Meine Mutter und mein Bruder verfolgen unsere Diskussion schweigend, in ihren Gesichtern spiegelt ist ihre Angst unverkennbar wiederzuerkennen. Angst vor dem wütenden König am Tischende, und dessen Seelentier das groß und kräftig neben ihm steht und knurrt.
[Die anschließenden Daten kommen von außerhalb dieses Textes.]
use gp_convert::to_quantity;

use crate::resolver::BlockRef;
use crate::{EthRpcResult, EthService};

/// Get the number of the most recent block
///
/// ### Errors
///
/// Fails when the ledger has no block at all, or when the chain height
/// query fails.
pub async fn block_number(service: &EthService) -> EthRpcResult<String> {
    Ok(to_quantity(service.resolve_block(BlockRef::Latest).await?))
}
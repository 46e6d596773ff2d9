use prost::Message;
use serde::{Deserialize, Deserializer, Serialize};

use crate::proto::ChaincodeEvent;

/// One EVM log as emitted by the chaincode. Hex values carry no `0x` prefix.
#[derive(Clone, Debug, Default, PartialEq, Eq, Serialize, Deserialize)]
pub struct EventRecord {
    #[serde(alias = "Address")]
    pub address: String,
    #[serde(alias = "Topics", default, deserialize_with = "null_as_empty")]
    pub topics: Vec<String>,
    #[serde(alias = "Data", default)]
    pub data: String,
}

fn null_as_empty<'de, D: Deserializer<'de>>(deserializer: D) -> Result<Vec<String>, D::Error> {
    Ok(Option::<Vec<String>>::deserialize(deserializer)?.unwrap_or_default())
}

#[derive(thiserror::Error, Debug)]
pub enum EventError {
    #[error("failed to decode chaincode event: {0}")]
    Event(#[from] prost::DecodeError),
    #[error("failed to unmarshal chaincode event payload: {0}")]
    Payload(#[from] serde_json::Error),
}

/// Decodes the events a chaincode action emitted, in emission order.
///
/// Most transactions emit nothing: empty bytes, or an event without payload,
/// yield an empty list.
pub fn decode_events(raw_event: &[u8]) -> Result<Vec<EventRecord>, EventError> {
    if raw_event.is_empty() {
        return Ok(Vec::new());
    }
    let event = ChaincodeEvent::decode(raw_event)?;
    if event.payload.is_empty() {
        return Ok(Vec::new());
    }
    Ok(serde_json::from_slice(&event.payload)?)
}
use std::convert::Infallible;
use std::net::{Ipv4Addr, SocketAddr};
use std::str::FromStr;

use serde::{Deserialize, Serialize};

/// The default port.
pub const RPC_DEFAULT_PORT: u16 = 5000;
/// The default max request size in MB.
pub const RPC_DEFAULT_MAX_REQUEST_SIZE_MIB: u32 = 15;
/// The default max response size in MB.
pub const RPC_DEFAULT_MAX_RESPONSE_SIZE_MIB: u32 = 15;
/// The default number of connection..
pub const RPC_DEFAULT_MAX_CONNECTIONS: u32 = 100;

#[derive(Clone, Debug, PartialEq, Eq, Serialize, Deserialize)]
#[serde(from = "String", into = "String")]
pub enum Cors {
    /// All hosts allowed.
    All,
    /// Only hosts on the list are allowed.
    List(Vec<String>),
}

impl FromStr for Cors {
    type Err = Infallible;

    fn from_str(s: &str) -> Result<Self, Self::Err> {
        let mut is_all = false;
        let mut origins = Vec::new();
        for part in s.split(',').map(str::trim).filter(|part| !part.is_empty()) {
            match part {
                "all" | "*" => {
                    is_all = true;
                    break;
                }
                other => origins.push(other.to_owned()),
            }
        }

        if is_all {
            Ok(Cors::All)
        } else {
            Ok(Cors::List(origins))
        }
    }
}

impl From<String> for Cors {
    fn from(s: String) -> Self {
        match s.parse() {
            Ok(cors) => cors,
            Err(infallible) => match infallible {},
        }
    }
}

impl From<Cors> for String {
    fn from(cors: Cors) -> Self {
        match cors {
            Cors::All => "*".to_owned(),
            Cors::List(origins) => origins.join(","),
        }
    }
}

#[derive(Clone, Debug, clap::Args, Deserialize, Serialize)]
pub struct RpcParams {
    /// Exposes the RPC endpoint on address 0.0.0.0. This generally means
    /// that RPC methods will be accessible from the outside world.
    #[arg(env = "EVMGATE_RPC_EXTERNAL", long, default_value_t = false)]
    pub rpc_external: bool,

    /// The RPC port to listen at.
    #[arg(env = "EVMGATE_RPC_PORT", long, value_name = "PORT", default_value_t = RPC_DEFAULT_PORT)]
    pub rpc_port: u16,

    /// Set the maximum RPC request payload size in mebibytes.
    #[arg(env = "EVMGATE_RPC_MAX_REQUEST_SIZE", long, default_value_t = RPC_DEFAULT_MAX_REQUEST_SIZE_MIB)]
    pub rpc_max_request_size: u32,

    /// Set the maximum RPC response payload size in mebibytes.
    #[arg(env = "EVMGATE_RPC_MAX_RESPONSE_SIZE", long, default_value_t = RPC_DEFAULT_MAX_RESPONSE_SIZE_MIB)]
    pub rpc_max_response_size: u32,

    /// Maximum number of RPC server connections at a given time.
    #[arg(env = "EVMGATE_RPC_MAX_CONNECTIONS", long, value_name = "COUNT", default_value_t = RPC_DEFAULT_MAX_CONNECTIONS)]
    pub rpc_max_connections: u32,

    /// Specify browser *origins* allowed to access the RPC server.
    ///
    /// This argument is a comma separated list of origins, or the special `all`
    /// (or `*`) value, which is the default.
    #[arg(env = "EVMGATE_RPC_CORS", long, value_name = "ORIGINS", default_value = "*")]
    pub rpc_cors: Cors,

    /// Value returned by `net_version`. Defaults to the hex encoding of
    /// `fabric-evm`.
    #[arg(env = "EVMGATE_NETWORK_ID", long, value_name = "ID", default_value = gc_rpc::DEFAULT_NETWORK_ID)]
    pub network_id: String,
}

impl RpcParams {
    /// `None` allows every origin.
    pub fn cors(&self) -> Option<Vec<String>> {
        match &self.rpc_cors {
            Cors::All => None,
            Cors::List(ls) => Some(ls.clone()),
        }
    }

    pub fn addr(&self) -> SocketAddr {
        let listen_addr = if self.rpc_external {
            Ipv4Addr::UNSPECIFIED // listen on 0.0.0.0
        } else {
            Ipv4Addr::LOCALHOST
        };

        SocketAddr::new(listen_addr.into(), self.rpc_port)
    }
}

#[cfg(test)]
mod tests {
    use super::*;
    use rstest::rstest;

    #[rstest]
    #[case("*", Cors::All)]
    #[case("all", Cors::All)]
    #[case("http://localhost:3000,*", Cors::All)]
    #[case("http://localhost:3000", Cors::List(vec!["http://localhost:3000".into()]))]
    #[case(
        "http://localhost:3000, https://wallet.example",
        Cors::List(vec!["http://localhost:3000".into(), "https://wallet.example".into()])
    )]
    fn test_cors_from_str(#[case] input: &str, #[case] expected: Cors) {
        assert_eq!(input.parse::<Cors>().unwrap(), expected);
    }
}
Ich will gerade aufstehen aus Angst meine Knie würden später am Ende unseres Gesprächs zu sehr zittern. Doch Trybon packt mein Handgelenk und sieht mich flehend, an während er den Kopf schüttelt. Ich nicke ihm knapp zu und lächle zum Zeichen, dass ich genau weiß, was ich hier mache. Er scheint davon nicht überzeugt zu sein, dennoch lässt er mein Handgelenk los. Ich bleibe trotzdem sitzen, denn wer weiß wie mein Vater darauf reagieren würde. Dann wende mich mit pochendem Herzen wieder meinem Vater zu. „Und ob es eine Rolle spielt! Denn es ist mein Leben, nicht das deine. Und ich treffe die Entscheidungen, die mein Leben betreffen, nicht du!" Diese Worte wollte ich ihm schon so lange ins Gesicht sagen, doch bisher hatte ich nie den Mut dazu. Aber heute... Heute ist es an der Zeit alles zu verändern. Ich lasse die Maskerade der wohlerzogenen Prinzessin fallen, und mein wahres ich wird sich erheben. Meine Zukunft wird heute neu geschrieben, und das von mir ganz alleine. Ich merke wie ich bei diesem Gedanken anfange zu grinsen. Meinem Vater scheint das nicht zu gefallen, denn genau in diesem Augenblick explodiert er.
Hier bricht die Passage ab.